Clearly one character lookahead is not sufficient, because e.g. '0. toString()' ...

klodolph · on Sept 23, 2020

> There's no question that the lexer could in principle disambiguate with unbounded lookahead, but it would be a bit hacky, as you'd effectively be implementing part of the parser in the lexer (by attempting to figure out if if was a method call, which is really the parser's job).

This is actually not hacky. It's just a rule that the "." cannot be followed by [ \t]∗\w, which is a simple negative lookahead assertion. Replace \w with whatever you use at the start of identifiers.

It is extremely common for languages to have corner cases like this in the lexer to make the language more usable. For example, consider the rules in JavaScript or Go concerning where you can put line breaks. Or the rules for JavaScript concerning regular expression literals, which must be disambiguated from division.

> So basically, you could easily write a parser that allowed '0.toString()', but you'd either have to piece numeric literals together in the parser or add nasty hacks to the lexer.

This is factually incorrect. As I explained, you would only need one character of lookahead. There is no need to parse "0. toString()" successfully.
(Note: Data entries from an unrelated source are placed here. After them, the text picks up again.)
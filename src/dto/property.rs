//! View models for the property catalog.
//!
//! Every field mapping is spelled out by hand so the list and detail shapes can
//! be audited in one place.

use chrono::NaiveDateTime;
use serde::Serialize;

use crate::domain::property::Property;
use crate::domain::types::{RoomCount, SquareMeters};

/// Summary row shown in the catalog grid.
#[derive(Debug, Clone, Serialize, PartialEq)]
#[serde(rename_all = "camelCase")]
pub struct PropertyListItem {
    pub id: String,
    pub name: String,
    pub address: String,
    pub price: f64,
    pub image_url: String,
    pub property_type: String,
    pub is_available: bool,
}

/// Full record shown in the detail view.
#[derive(Debug, Clone, Serialize, PartialEq)]
#[serde(rename_all = "camelCase")]
pub struct PropertyDetail {
    pub id: String,
    pub owner_id: String,
    pub name: String,
    pub address: String,
    pub price: f64,
    pub image_url: String,
    pub description: Option<String>,
    pub bedrooms: Option<i32>,
    pub bathrooms: Option<i32>,
    pub square_meters: Option<f64>,
    pub property_type: String,
    pub is_available: bool,
    pub created_at: NaiveDateTime,
    pub updated_at: NaiveDateTime,
}

impl From<&Property> for PropertyListItem {
    fn from(property: &Property) -> Self {
        Self {
            id: property.id.to_string(),
            name: property.name.as_str().to_string(),
            address: property.address.as_str().to_string(),
            price: property.price.as_amount(),
            image_url: property.image_url.as_str().to_string(),
            property_type: property.property_type.as_str().to_string(),
            is_available: property.is_available,
        }
    }
}

impl From<Property> for PropertyListItem {
    fn from(property: Property) -> Self {
        Self::from(&property)
    }
}

impl From<Property> for PropertyDetail {
    fn from(property: Property) -> Self {
        Self {
            id: property.id.to_string(),
            owner_id: property.owner_id.into_inner(),
            name: property.name.into_inner(),
            address: property.address.into_inner(),
            price: property.price.as_amount(),
            image_url: property.image_url.into_inner(),
            description: property.description.map(|d| d.into_inner()),
            bedrooms: property.bedrooms.map(RoomCount::get),
            bathrooms: property.bathrooms.map(RoomCount::get),
            square_meters: property.square_meters.map(SquareMeters::get),
            property_type: property.property_type.as_str().to_string(),
            is_available: property.is_available,
            created_at: property.created_at,
            updated_at: property.updated_at,
        }
    }
}
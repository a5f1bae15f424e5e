//! Infrastructure failures raised by the property store.

use diesel::r2d2::{Error as R2D2Error, PoolError};
use diesel::result::{DatabaseErrorKind, Error as DieselError};
use thiserror::Error;

#[derive(Debug, Error)]
pub enum RepositoryError {
    #[error("Database error: {0}")]
    DatabaseError(String),

    /// A stored row could not be turned back into a domain value.
    #[error("Corrupt record: {0}")]
    CorruptRecord(String),

    #[error("Validation error: {0}")]
    ValidationError(String),

    #[error("Connection error: {0}")]
    ConnectionError(String),

    #[error("Constraint violation: {0}")]
    ConstraintViolation(String),

    #[error("Unexpected error: {0}")]
    Unexpected(String),
}

pub type RepositoryResult<T> = Result<T, RepositoryError>;

impl From<DieselError> for RepositoryError {
    fn from(err: DieselError) -> Self {
        match err {
            DieselError::DatabaseError(kind, info) => {
                let message = info.message().to_string();
                match kind {
                    DatabaseErrorKind::UniqueViolation => RepositoryError::ConstraintViolation(
                        format!("Unique constraint violation: {message}"),
                    ),
                    DatabaseErrorKind::NotNullViolation => RepositoryError::ConstraintViolation(
                        format!("Not null constraint violation: {message}"),
                    ),
                    DatabaseErrorKind::CheckViolation => RepositoryError::ConstraintViolation(
                        format!("Check constraint violation: {message}"),
                    ),
                    DatabaseErrorKind::ClosedConnection => {
                        RepositoryError::ConnectionError(message)
                    }
                    _ => RepositoryError::DatabaseError(message),
                }
            }

            DieselError::SerializationError(e) => {
                RepositoryError::ValidationError(format!("Serialization error: {e}"))
            }

            DieselError::DeserializationError(e) => {
                RepositoryError::CorruptRecord(format!("Deserialization error: {e}"))
            }

            DieselError::QueryBuilderError(e) => {
                RepositoryError::ValidationError(format!("Query builder error: {e}"))
            }

            DieselError::RollbackTransaction
            | DieselError::AlreadyInTransaction
            | DieselError::NotInTransaction
            | DieselError::BrokenTransactionManager => {
                RepositoryError::DatabaseError(format!("Transaction error: {err}"))
            }

            _ => RepositoryError::Unexpected(format!("Unexpected diesel error: {err}")),
        }
    }
}

impl From<R2D2Error> for RepositoryError {
    fn from(err: R2D2Error) -> Self {
        RepositoryError::ConnectionError(format!("Connection error: {err}"))
    }
}

impl From<PoolError> for RepositoryError {
    fn from(err: PoolError) -> Self {
        RepositoryError::ConnectionError(format!("Connection error: {err}"))
    }
}
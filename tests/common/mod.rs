//! Shared fixtures for integration tests.

#![allow(dead_code)]

use std::thread;
use std::time::Duration;

use property_catalog::db::{DbPool, establish_connection_pool, run_migrations};
use property_catalog::domain::property::NewProperty;
use property_catalog::domain::types::{
    ImageUrl, OwnerId, Price, PropertyAddress, PropertyName, PropertyType,
};
use tempfile::TempDir;

/// A migrated SQLite database living in its own temporary directory.
///
/// The directory and every file SQLite creates in it (WAL, SHM) are removed
/// when the value is dropped.
pub struct TestDb {
    _dir: TempDir,
    pool: DbPool,
}

impl TestDb {
    pub fn new(filename: &str) -> Self {
        let dir = tempfile::tempdir().expect("create temp dir");
        let path = dir.path().join(filename);
        let url = path.to_str().expect("utf-8 temp path").to_string();

        let pool = establish_connection_pool(&url).expect("create pool");
        run_migrations(&pool).expect("run migrations");

        Self { _dir: dir, pool }
    }

    pub fn pool(&self) -> DbPool {
        self.pool.clone()
    }
}

pub fn listing(name: &str, address: &str, price: f64, kind: PropertyType) -> NewProperty {
    NewProperty::new(
        OwnerId::new("owner-1").unwrap(),
        PropertyName::new(name).unwrap(),
        PropertyAddress::new(address).unwrap(),
        Price::from_amount(price).unwrap(),
        ImageUrl::new("https://images.example.com/listing.jpg").unwrap(),
        kind,
    )
}

/// Keeps consecutive inserts on distinct `created_at` values.
pub fn tick() {
    thread::sleep(Duration::from_millis(5));
}
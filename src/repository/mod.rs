use crate::{
    db::{DbConnection, DbPool, get_connection},
    domain::{
        filter::PropertyFilter,
        property::{NewProperty, Property},
        types::PropertyId,
    },
    pagination::PageRequest,
    repository::errors::RepositoryResult,
};

pub mod errors;
#[cfg(any(test, feature = "test-mocks"))]
pub mod mock;
pub mod property;

/// Diesel-backed store shared by every repository trait implementation.
#[derive(Clone)]
pub struct DieselRepository {
    pool: DbPool,
}

impl DieselRepository {
    pub fn new(pool: DbPool) -> Self {
        Self { pool }
    }

    fn conn(&self) -> RepositoryResult<DbConnection> {
        Ok(get_connection(&self.pool)?)
    }
}

/// A filtered, optionally paginated listing request.
///
/// Results are ordered by `created_at` descending, then `id` ascending.
#[derive(Debug, Clone, Default, PartialEq)]
pub struct PropertyListQuery {
    pub filter: PropertyFilter,
    pub pagination: Option<PageRequest>,
}

impl PropertyListQuery {
    pub fn new(filter: PropertyFilter) -> Self {
        Self {
            filter,
            pagination: None,
        }
    }

    pub fn paginate(mut self, request: PageRequest) -> Self {
        self.pagination = Some(request);
        self
    }
}

pub trait PropertyReader {
    fn get_property_by_id(&self, id: PropertyId) -> RepositoryResult<Option<Property>>;
    /// Returns the total number of matches and the requested window of them.
    fn search_properties(&self, query: PropertyListQuery)
    -> RepositoryResult<(usize, Vec<Property>)>;
    fn count_properties(&self, filter: &PropertyFilter) -> RepositoryResult<usize>;
}

pub trait PropertyWriter {
    fn create_property(&self, new_property: &NewProperty) -> RepositoryResult<Property>;
    /// Replaces every writable field; `None` when no such property exists.
    fn replace_property(
        &self,
        id: PropertyId,
        property: &NewProperty,
    ) -> RepositoryResult<Option<Property>>;
    /// Returns whether a row was removed.
    fn delete_property(&self, id: PropertyId) -> RepositoryResult<bool>;
}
If you wanted to parse "0. toString()" correctly, you could use unbounded lookahead, which is fairly simple in practice (speaking as a sometimes parser writer). I don't get why you say it is hacky, this is all just a bunch of regular expression stuff (in the traditional sense of "regular").

foldr · on Sept 24, 2020

>If you wanted to parse "0. toString()" correctly, you could use unbounded lookahead

Right, which is what I said. If you agree that unbounded lookahead is required then we don't really disagree, except on the somewhat subjective question of how 'hacky' that is.

If I understand correctly, you suggest that unbounded lookahead could be avoid by allowing '0.toString()' but not '0. toString()', while still allowing both '(0).toString()' and '(0). toString()' and both 'foo.bar' and 'foo. bar'. That would produce highly counterintuitive results in some instances:

    Parsed as one expression:
    {}.
      foo

    Parsed as two statements:
    0.
      toString()

But again, it is really a subjective judgment. Obviously you could modify Javascript in this way, and on that point there is no disagreement.